* **Exercise details**
Line by line, copy the data below exactly.

Stored data
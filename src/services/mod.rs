mod chunker;
mod embedding;
mod generation;
mod pipeline;
mod vector_store;

pub use chunker::{TextChunker, expected_chunk_count};
pub use embedding::{Embedder, OllamaEmbedder, OnnxEmbedder, SharedEmbeddingModel, create_embedder};
pub use generation::{Generator, OllamaClient};
pub use pipeline::{IndexReport, NO_CONTEXT_ANSWER, RagEngine, build_prompt};
pub use vector_store::{
    INDEX_FILE, IndexEntry, IndexMeta, IndexStats, VectorIndex, cosine_similarity,
};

* **Exercise output**
filename src/services/mod.rs
mod chunker;
mod embedding;
mod generation;
mod pipeline;
mod vector_store;

pub use chunker::{TextChunker, expected_chunk_count};
pub use embedding::{Embedder, OllamaEmbedder, OnnxEmbedder, SharedEmbeddingModel, create_embedder};
pub use generation::{Generator, OllamaClient};
pub use pipeline::{IndexReport, NO_CONTEXT_ANSWER, RagEngine, build_prompt};
pub use vector_store::{
    INDEX_FILE, IndexEntry, IndexMeta, IndexStats, VectorIndex, cosine_similarity,
};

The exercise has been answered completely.